Speaker 1:So how do we break free from that conditioning? How do we unlearn the performance and return to something real? The first thing I would say is identify the voice behind being nice. Ask yourself, whose voice do I hear when I feel guilty for saying no? Is it a parent, a teacher, a pastor? Naming the source helps break. It helps you to break its unconscious hold. Replace the phrase instead of be nice, start practicing. Be honest with love and be real and respectful. Say it out loud. Use it as a grounding mantra when you feel yourself slipping into performance.
Speaker 1:Think about in journal the very first time you were punished for not being nice. Write about it. Explore how that moment shaped your current behavior. What message did you internalize about your worth, your voice and your autonomy and that special thing you know? I like that. I tell y'all to think about all the time. Track those triggers For one day. Jot down every time you feel pressured to be nice rather than honest. Reflect what triggered the urge. What did I give up in that moment? And then anchor a new belief. Create a new mantra, something that you can repeat daily, like my safety is not my silence. My peace is my truth. Do some reflection. Who taught you that being nice was more important than being honest? What did you lose in order to be liked? What truth have you been holding back for the sake of approval? Now let's talk about what happens when that programming goes unchecked, because when niceness becomes your default setting, it doesn't just cost you clarity, it can lead you straight into resentment, burnout and a life that doesn't even feel like it's your own.
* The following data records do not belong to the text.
// JWT issuing and validation service

use crate::auth::error::AuthError;
use chrono::{Duration, Utc};
use jsonwebtoken::{
    decode, encode, errors::ErrorKind, Algorithm, DecodingKey, EncodingKey, Header, Validation,
};
use serde::{Deserialize, Serialize};

/// Default token lifetime
pub const DEFAULT_TOKEN_TTL_SECS: i64 = 3600;

/// JWT claims structure
#[derive(Debug, Clone, Serialize, Deserialize)]
pub struct Claims {
    pub sub: String, // username
    pub exp: i64,    // expiration timestamp
    pub iat: i64,    // issued at timestamp
}

/// Token service for JWT operations.
///
/// Stateless: a token is trusted purely on signature and expiry, so a leaked
/// token stays usable until it expires. There is no revocation list.
pub struct TokenService {
    encoding_key: EncodingKey,
    decoding_key: DecodingKey,
    validation: Validation,
    ttl: Duration,
}

impl TokenService {
    /// Create a TokenService with the signing secret and token lifetime
    pub fn new(secret: &str, ttl: Duration) -> Self {
        let mut validation = Validation::new(Algorithm::HS256);
        validation.leeway = 0;

        Self {
            encoding_key: EncodingKey::from_secret(secret.as_bytes()),
            decoding_key: DecodingKey::from_secret(secret.as_bytes()),
            validation,
            ttl,
        }
    }

    /// Token lifetime
    pub fn ttl(&self) -> Duration {
        self.ttl
    }

    /// Issue a signed token for `subject` expiring `ttl` from now
    pub fn issue(&self, subject: &str) -> Result<String, AuthError> {
        let now = Utc::now().timestamp();
        let claims = Claims {
            sub: subject.to_string(),
            iat: now,
            exp: now + self.ttl.num_seconds(),
        };

        encode(&Header::new(Algorithm::HS256), &claims, &self.encoding_key)
            .map_err(|e| AuthError::TokenGenerationError(e.to_string()))
    }

    /// Verify signature and expiry, returning the subject
    pub fn parse(&self, token: &str) -> Result<String, AuthError> {
        self.claims(token).map(|claims| claims.sub)
    }

    /// Verify signature and expiry, returning every claim
    pub fn claims(&self, token: &str) -> Result<Claims, AuthError> {
        let claims = decode::<Claims>(token, &self.decoding_key, &self.validation)
            .map(|data| data.claims)
            .map_err(|e| match e.kind() {
                ErrorKind::ExpiredSignature => AuthError::ExpiredToken,
                ErrorKind::InvalidToken
                | ErrorKind::Base64(_)
                | ErrorKind::Json(_)
                | ErrorKind::Utf8(_)
                | ErrorKind::MissingRequiredClaim(_) => AuthError::MalformedToken,
                _ => AuthError::InvalidToken,
            })?;

        // jsonwebtoken still accepts exp == now; the token is only valid before exp
        if claims.exp <= Utc::now().timestamp() {
            return Err(AuthError::ExpiredToken);
        }
        Ok(claims)
    }

    /// Parse `token` and issue a fresh one for the same subject.
    ///
    /// The subject is not looked up again; a deleted user can keep refreshing
    /// for as long as each token is refreshed before it expires.
    pub fn refresh(&self, token: &str) -> Result<String, AuthError> {
        let subject = self.parse(token)?;
        self.issue(&subject)
    }
}

#[cfg(test)]
mod tests {
    use super::*;
    use proptest::prelude::*;

    const SECRET: &str = "test_secret_key_for_testing_purposes";

    fn test_token_service() -> TokenService {
        TokenService::new(SECRET, Duration::seconds(DEFAULT_TOKEN_TTL_SECS))
    }

    #[test]
    fn test_issued_token_parses_to_subject() {
        let service = test_token_service();
        let token = service.issue("alice").unwrap();
        assert_eq!(service.parse(&token).unwrap(), "alice");
    }

    #[test]
    fn test_token_expiration_matches_ttl() {
        let service = test_token_service();
        let token = service.issue("alice").unwrap();
        let claims = service.claims(&token).unwrap();
        assert_eq!(claims.exp - claims.iat, DEFAULT_TOKEN_TTL_SECS);
    }

    #[test]
    fn test_expired_token_is_rejected() {
        let service = test_token_service();
        let now = Utc::now().timestamp();
        let claims = Claims {
            sub: "alice".to_string(),
            iat: now - 1000,
            exp: now - 500,
        };
        let token = encode(
            &Header::default(),
            &claims,
            &EncodingKey::from_secret(SECRET.as_bytes()),
        )
        .unwrap();

        assert!(matches!(service.parse(&token), Err(AuthError::ExpiredToken)));
    }

    #[test]
    fn test_negative_ttl_issues_expired_tokens() {
        let service = TokenService::new(SECRET, Duration::seconds(-10));
        let token = service.issue("alice").unwrap();
        assert!(matches!(service.parse(&token), Err(AuthError::ExpiredToken)));
    }

    #[test]
    fn test_token_expiring_this_second_is_rejected() {
        let service = TokenService::new(SECRET, Duration::seconds(0));
        let token = service.issue("alice").unwrap();
        assert!(matches!(service.parse(&token), Err(AuthError::ExpiredToken)));
    }

    #[test]
    fn test_token_signed_with_other_key_is_invalid() {
        let issuer = TokenService::new("secret1", Duration::seconds(60));
        let verifier = TokenService::new("secret2", Duration::seconds(60));

        let token = issuer.issue("alice").unwrap();
        assert!(issuer.parse(&token).is_ok());
        assert!(matches!(verifier.parse(&token), Err(AuthError::InvalidToken)));
    }

    #[test]
    fn test_malformed_tokens_are_rejected() {
        let service = test_token_service();

        assert!(matches!(service.parse(""), Err(AuthError::MalformedToken)));
        assert!(matches!(
            service.parse("invalid_token_format"),
            Err(AuthError::MalformedToken)
        ));
        assert!(service.parse("not.a.token").is_err());
        assert!(service
            .parse("eyJhbGciOiJIUzI1NiIsInR5cCI6IkpXVCJ9.invalid.signature")
            .is_err());
    }

    #[test]
    fn test_refresh_keeps_subject_and_does_not_shorten_expiry() {
        let service = test_token_service();
        let token = service.issue("alice").unwrap();
        let refreshed = service.refresh(&token).unwrap();

        let old_claims = service.claims(&token).unwrap();
        let new_claims = service.claims(&refreshed).unwrap();
        assert_eq!(new_claims.sub, "alice");
        assert!(new_claims.exp >= old_claims.exp);
    }

    #[test]
    fn test_refresh_rejects_expired_token() {
        let expired = TokenService::new(SECRET, Duration::seconds(-10))
            .issue("alice")
            .unwrap();
        let service = test_token_service();
        assert!(matches!(
            service.refresh(&expired),
            Err(AuthError::ExpiredToken)
        ));
    }

    proptest! {
        #[test]
        fn prop_issue_then_parse_returns_subject(subject in "[a-zA-Z0-9_]{1,32}") {
            let service = test_token_service();
            let token = service.issue(&subject)?;
            prop_assert_eq!(service.parse(&token)?, subject);
        }

        #[test]
        fn prop_token_lifetime_is_ttl(subject in "[a-z]{1,16}", ttl in 60i64..100_000) {
            let service = TokenService::new(SECRET, Duration::seconds(ttl));
            let claims = service.claims(&service.issue(&subject)?)?;
            prop_assert_eq!(claims.exp - claims.iat, ttl);
        }

        #[test]
        fn prop_random_strings_are_malformed(malformed in "[a-zA-Z0-9]{10,50}") {
            let service = test_token_service();
            prop_assert!(matches!(service.parse(&malformed), Err(AuthError::MalformedToken)));
        }
    }
}
// Request-scoped identity resolution

use axum::{
    async_trait,
    extract::{FromRequestParts, Request, State},
    http::{header, request::Parts, HeaderMap},
    middleware::Next,
    response::Response,
};
use std::convert::Infallible;
use tracing::{debug, warn};

use crate::auth::{
    credentials::CredentialStore, error::AuthError, models::User, token::TokenService,
};
use crate::error::ApiError;
use crate::state::AppState;

/// Identity placed in the request extensions by [`resolve_identity`]
#[derive(Debug, Clone)]
struct CurrentUser(User);

/// The user a request is acting as, if any.
///
/// Extracting it never fails: an anonymous request yields an empty context
/// and each operation decides whether that is acceptable.
#[derive(Debug, Clone, Default)]
pub struct AuthContext {
    user: Option<User>,
}

impl AuthContext {
    pub fn anonymous() -> Self {
        Self { user: None }
    }

    pub fn authenticated(user: User) -> Self {
        Self { user: Some(user) }
    }

    /// The resolved user, or `None` for anonymous requests
    pub fn identity(&self) -> Option<&User> {
        self.user.as_ref()
    }
}

#[async_trait]
impl<S> FromRequestParts<S> for AuthContext
where
    S: Send + Sync,
{
    type Rejection = Infallible;

    async fn from_request_parts(parts: &mut Parts, _state: &S) -> Result<Self, Self::Rejection> {
        Ok(Self {
            user: parts
                .extensions
                .get::<CurrentUser>()
                .map(|current| current.0.clone()),
        })
    }
}

/// Token carried in `Authorization: Bearer <token>`, if well formed
pub fn bearer_token(headers: &HeaderMap) -> Option<&str> {
    let value = headers.get(header::AUTHORIZATION)?;
    let value = match value.to_str() {
        Ok(value) => value,
        Err(_) => {
            debug!("Authorization header is not valid ASCII");
            return None;
        }
    };

    match value.strip_prefix("Bearer ") {
        Some(token) => Some(token.trim()),
        None => {
            debug!("Authorization header missing 'Bearer ' prefix");
            None
        }
    }
}

/// Resolve the user behind the request's bearer token.
///
/// A missing, malformed, expired or forged token, or a subject that no longer
/// exists, yields `Ok(None)`. Only storage failures are errors.
pub async fn identify(
    headers: &HeaderMap,
    tokens: &TokenService,
    credentials: &CredentialStore,
) -> Result<Option<User>, AuthError> {
    let Some(token) = bearer_token(headers) else {
        return Ok(None);
    };

    let subject = match tokens.parse(token) {
        Ok(subject) => subject,
        Err(e) => {
            warn!("Ignoring bearer token: {}", e);
            return Ok(None);
        }
    };

    let user = credentials.find_by_username(&subject).await?;
    if user.is_none() {
        warn!("Token subject '{}' has no matching user", subject);
    }
    Ok(user)
}

/// Middleware attaching the caller's identity to the request
pub async fn resolve_identity(
    State(state): State<AppState>,
    mut request: Request,
    next: Next,
) -> Result<Response, ApiError> {
    let user = identify(request.headers(), &state.tokens, &state.credentials).await?;
    if let Some(user) = user {
        debug!("Request authenticated as user_id={}", user.id);
        request.extensions_mut().insert(CurrentUser(user));
    }

    Ok(next.run(request).await)
}
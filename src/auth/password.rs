// Password hashing and verification

use crate::auth::error::AuthError;
use argon2::{
    password_hash::{rand_core::OsRng, PasswordHash, PasswordHasher, PasswordVerifier, SaltString},
    Argon2,
};
use std::sync::OnceLock;

/// Password used to build the hash that unknown usernames are verified against
const DUMMY_PASSWORD: &str = "linkboard-dummy-password";

static DUMMY_HASH: OnceLock<String> = OnceLock::new();

/// Password service for hashing and verification
pub struct PasswordService;

impl PasswordService {
    /// Hash a password using Argon2id with a random salt; returns a PHC string
    pub fn hash_password(password: &str) -> Result<String, AuthError> {
        let salt = SaltString::generate(&mut OsRng);
        Argon2::default()
            .hash_password(password.as_bytes(), &salt)
            .map(|hash| hash.to_string())
            .map_err(|e| AuthError::PasswordHashError(e.to_string()))
    }

    /// Verify a password against a PHC hash
    ///
    /// `Ok(false)` on mismatch, `Err` only when the stored hash cannot be parsed.
    pub fn verify_password(password: &str, hash: &str) -> Result<bool, AuthError> {
        let parsed = PasswordHash::new(hash)
            .map_err(|e| AuthError::PasswordHashError(e.to_string()))?;
        Ok(Argon2::default()
            .verify_password(password.as_bytes(), &parsed)
            .is_ok())
    }

    /// Burn one verification for a username that does not exist.
    ///
    /// Keeps "unknown user" and "wrong password" at the same cost.
    pub fn verify_against_dummy(password: &str) {
        let hash = match DUMMY_HASH.get() {
            Some(hash) => hash,
            None => match Self::hash_password(DUMMY_PASSWORD) {
                Ok(hash) => DUMMY_HASH.get_or_init(|| hash),
                Err(_) => return,
            },
        };
        let _ = Self::verify_password(password, hash);
    }
}
// Authentication error types

use thiserror::Error;

/// Errors raised by the credential store and the token service
#[derive(Debug, Error)]
pub enum AuthError {
    /// Username is already taken
    #[error("Username '{0}' already exists")]
    DuplicateUsername(String),

    /// Unknown username or wrong password, deliberately indistinguishable
    #[error("Wrong username or password")]
    WrongCredentials,

    /// Signature does not match the signing key
    #[error("Invalid token")]
    InvalidToken,

    /// Token was valid but its expiry has passed
    #[error("Token has expired")]
    ExpiredToken,

    /// Token string does not decode
    #[error("Malformed token")]
    MalformedToken,

    #[error("Password hashing error: {0}")]
    PasswordHashError(String),

    #[error("Token generation error: {0}")]
    TokenGenerationError(String),

    /// Storage failure; never retried here
    #[error("Database error: {0}")]
    DatabaseError(#[from] sqlx::Error),
}

impl AuthError {
    /// True for token failures, which callers treat exactly like access denial
    pub fn is_token_error(&self) -> bool {
        matches!(
            self,
            AuthError::InvalidToken | AuthError::ExpiredToken | AuthError::MalformedToken
        )
    }
}
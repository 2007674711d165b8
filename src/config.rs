// Process configuration loaded from the environment

use std::env;
use std::ops::RangeInclusive;
use std::str::FromStr;
use thiserror::Error;

use crate::auth::token::DEFAULT_TOKEN_TTL_SECS;

/// Longest accepted token lifetime (30 days)
pub const MAX_TOKEN_TTL_SECS: i64 = 30 * 24 * 3600;

#[derive(Debug, Error)]
pub enum ConfigError {
    #[error("{0} must be set in environment")]
    Missing(&'static str),

    #[error("{key} has invalid value '{value}'")]
    Invalid { key: &'static str, value: String },
}

/// Server configuration
#[derive(Debug, Clone)]
pub struct Config {
    /// PostgreSQL connection string
    pub database_url: String,

    /// HS256 signing key, loaded once at startup
    pub jwt_secret: String,

    /// Token lifetime in seconds
    pub token_ttl_secs: i64,

    pub host: String,
    pub port: u16,

    /// Connection pool size
    pub db_max_connections: u32,
}

impl Config {
    /// Load configuration from environment variables (and `.env` if present)
    pub fn from_env() -> Result<Self, ConfigError> {
        dotenv::dotenv().ok();

        Ok(Self {
            database_url: required("DATABASE_URL")?,
            jwt_secret: required("JWT_SECRET")?,
            token_ttl_secs: parsed_in(
                "TOKEN_TTL_SECS",
                DEFAULT_TOKEN_TTL_SECS,
                1..=MAX_TOKEN_TTL_SECS,
            )?,
            host: env::var("HOST").unwrap_or_else(|_| "0.0.0.0".to_string()),
            port: parsed("PORT", 8080)?,
            db_max_connections: parsed("DB_MAX_CONNECTIONS", 5)?,
        })
    }

    /// `host:port` to bind the listener to
    pub fn bind_address(&self) -> String {
        format!("{}:{}", self.host, self.port)
    }
}

fn required(key: &'static str) -> Result<String, ConfigError> {
    match env::var(key) {
        Ok(value) if !value.trim().is_empty() => Ok(value),
        _ => Err(ConfigError::Missing(key)),
    }
}

fn parsed<T: FromStr>(key: &'static str, default: T) -> Result<T, ConfigError> {
    match env::var(key) {
        Ok(value) => value
            .trim()
            .parse()
            .map_err(|_| ConfigError::Invalid { key, value }),
        Err(_) => Ok(default),
    }
}

/// Like [`parsed`], but values outside `range` are rejected
fn parsed_in<T>(key: &'static str, default: T, range: RangeInclusive<T>) -> Result<T, ConfigError>
where
    T: FromStr + PartialOrd + ToString,
{
    let value = parsed(key, default)?;
    if !range.contains(&value) {
        return Err(ConfigError::Invalid {
            key,
            value: value.to_string(),
        });
    }
    Ok(value)
}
Speaker 1:Ok, so now we're going to talk about the trap of niceness. On the surface niceness seems harmless, even virtuous. It looks like cooperation, it can look like support, it can even look like peacekeeping right. But if you really sit with it, you'll start to notice something a little bit deeper that niceness has a cost. You say yes to everything and then you complain to yourself in the car because you're running on empty. You nod along in meetings even when your gut is screaming this ain't right. And then you vent to your best friend later, like I sent my best friend a long, long, long little message here recently. You show up, you smile, you perform support, but behind the smile you're stretched too thin, you're tired, you're irritated, you're quietly unraveling. That's not kindness, that's not authenticity, that's emotional dishonesty. And emotional dishonesty doesn't build connection, it erodes it, it creates resentment, it fractures trust, it distances you from yourself and from others. Because when people don't get the real you, even your yes, becomes a lie and that lie it starts to pile up your body. In your body, in your tone, in your energy. You're doing the right thing on the outside, but it doesn't feel right on the inside.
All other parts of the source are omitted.